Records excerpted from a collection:
○ ○ ○

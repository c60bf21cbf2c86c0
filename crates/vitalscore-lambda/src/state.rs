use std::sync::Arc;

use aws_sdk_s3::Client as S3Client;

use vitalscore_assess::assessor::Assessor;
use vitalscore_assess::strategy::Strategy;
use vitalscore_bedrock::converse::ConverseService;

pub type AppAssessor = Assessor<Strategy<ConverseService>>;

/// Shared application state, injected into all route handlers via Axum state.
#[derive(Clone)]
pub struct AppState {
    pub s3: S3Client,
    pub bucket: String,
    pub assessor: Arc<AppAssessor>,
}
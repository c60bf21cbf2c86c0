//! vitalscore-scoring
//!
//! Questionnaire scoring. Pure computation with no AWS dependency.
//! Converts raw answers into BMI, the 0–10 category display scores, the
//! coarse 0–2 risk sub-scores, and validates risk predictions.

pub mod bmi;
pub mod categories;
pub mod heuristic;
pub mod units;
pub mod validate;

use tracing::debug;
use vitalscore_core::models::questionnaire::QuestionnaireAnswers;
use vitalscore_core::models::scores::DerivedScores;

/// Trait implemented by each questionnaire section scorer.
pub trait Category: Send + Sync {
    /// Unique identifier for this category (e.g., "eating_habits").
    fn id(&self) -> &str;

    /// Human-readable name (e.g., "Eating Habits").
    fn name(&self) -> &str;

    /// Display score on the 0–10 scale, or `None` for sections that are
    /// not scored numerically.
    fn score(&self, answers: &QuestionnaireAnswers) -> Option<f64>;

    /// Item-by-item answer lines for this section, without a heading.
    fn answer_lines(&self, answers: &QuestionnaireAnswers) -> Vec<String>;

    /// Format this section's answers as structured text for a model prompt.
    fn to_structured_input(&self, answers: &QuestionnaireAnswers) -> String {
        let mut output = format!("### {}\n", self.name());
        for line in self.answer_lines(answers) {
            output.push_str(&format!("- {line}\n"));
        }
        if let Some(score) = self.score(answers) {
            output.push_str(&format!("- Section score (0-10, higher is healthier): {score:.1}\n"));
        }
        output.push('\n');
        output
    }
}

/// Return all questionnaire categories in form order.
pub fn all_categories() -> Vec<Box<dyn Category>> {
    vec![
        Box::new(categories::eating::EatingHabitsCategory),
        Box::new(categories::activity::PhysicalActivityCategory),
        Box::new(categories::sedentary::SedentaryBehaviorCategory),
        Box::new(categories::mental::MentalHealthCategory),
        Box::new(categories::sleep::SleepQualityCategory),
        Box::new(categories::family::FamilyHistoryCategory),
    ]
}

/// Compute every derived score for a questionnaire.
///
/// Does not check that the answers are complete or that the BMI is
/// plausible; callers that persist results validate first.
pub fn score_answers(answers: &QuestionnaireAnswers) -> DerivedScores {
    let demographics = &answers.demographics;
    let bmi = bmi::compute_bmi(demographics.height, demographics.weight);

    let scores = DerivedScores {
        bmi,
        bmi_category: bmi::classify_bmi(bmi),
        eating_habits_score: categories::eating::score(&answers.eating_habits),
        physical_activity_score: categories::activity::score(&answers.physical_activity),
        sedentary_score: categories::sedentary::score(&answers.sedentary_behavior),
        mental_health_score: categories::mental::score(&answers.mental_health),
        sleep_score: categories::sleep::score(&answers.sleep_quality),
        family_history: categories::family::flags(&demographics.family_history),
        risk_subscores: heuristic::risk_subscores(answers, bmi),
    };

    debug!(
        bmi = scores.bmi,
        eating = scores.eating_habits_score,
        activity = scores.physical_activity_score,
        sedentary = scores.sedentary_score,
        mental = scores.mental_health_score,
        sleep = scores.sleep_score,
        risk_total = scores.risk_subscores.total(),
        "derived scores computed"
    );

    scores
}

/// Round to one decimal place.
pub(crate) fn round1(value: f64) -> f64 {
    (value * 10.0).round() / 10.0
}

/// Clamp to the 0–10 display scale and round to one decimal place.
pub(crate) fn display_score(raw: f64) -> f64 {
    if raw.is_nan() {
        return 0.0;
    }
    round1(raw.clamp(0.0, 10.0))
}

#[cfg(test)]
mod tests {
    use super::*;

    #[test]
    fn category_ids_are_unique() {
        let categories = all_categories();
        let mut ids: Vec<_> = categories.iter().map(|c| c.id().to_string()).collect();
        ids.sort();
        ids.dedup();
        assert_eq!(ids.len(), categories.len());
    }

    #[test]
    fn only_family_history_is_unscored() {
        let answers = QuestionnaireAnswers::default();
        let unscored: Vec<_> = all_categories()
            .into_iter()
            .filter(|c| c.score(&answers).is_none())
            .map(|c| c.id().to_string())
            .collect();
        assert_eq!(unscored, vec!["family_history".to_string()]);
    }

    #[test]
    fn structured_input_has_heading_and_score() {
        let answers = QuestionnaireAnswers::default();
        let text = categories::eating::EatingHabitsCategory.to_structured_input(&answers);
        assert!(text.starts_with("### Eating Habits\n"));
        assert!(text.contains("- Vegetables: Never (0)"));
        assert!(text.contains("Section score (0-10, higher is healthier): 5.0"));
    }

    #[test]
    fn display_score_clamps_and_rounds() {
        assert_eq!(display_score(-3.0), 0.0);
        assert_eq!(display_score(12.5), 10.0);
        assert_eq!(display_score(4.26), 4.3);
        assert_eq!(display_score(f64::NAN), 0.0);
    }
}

○ ○ ○

_Exercise aim_
Note each line above that holds "output", then copy all of them.

_Result of this exercise_
        let mut output = format!("### {}\n", self.name());
            output.push_str(&format!("- {line}\n"));
            output.push_str(&format!("- Section score (0-10, higher is healthier): {score:.1}\n"));
        output.push('\n');
        output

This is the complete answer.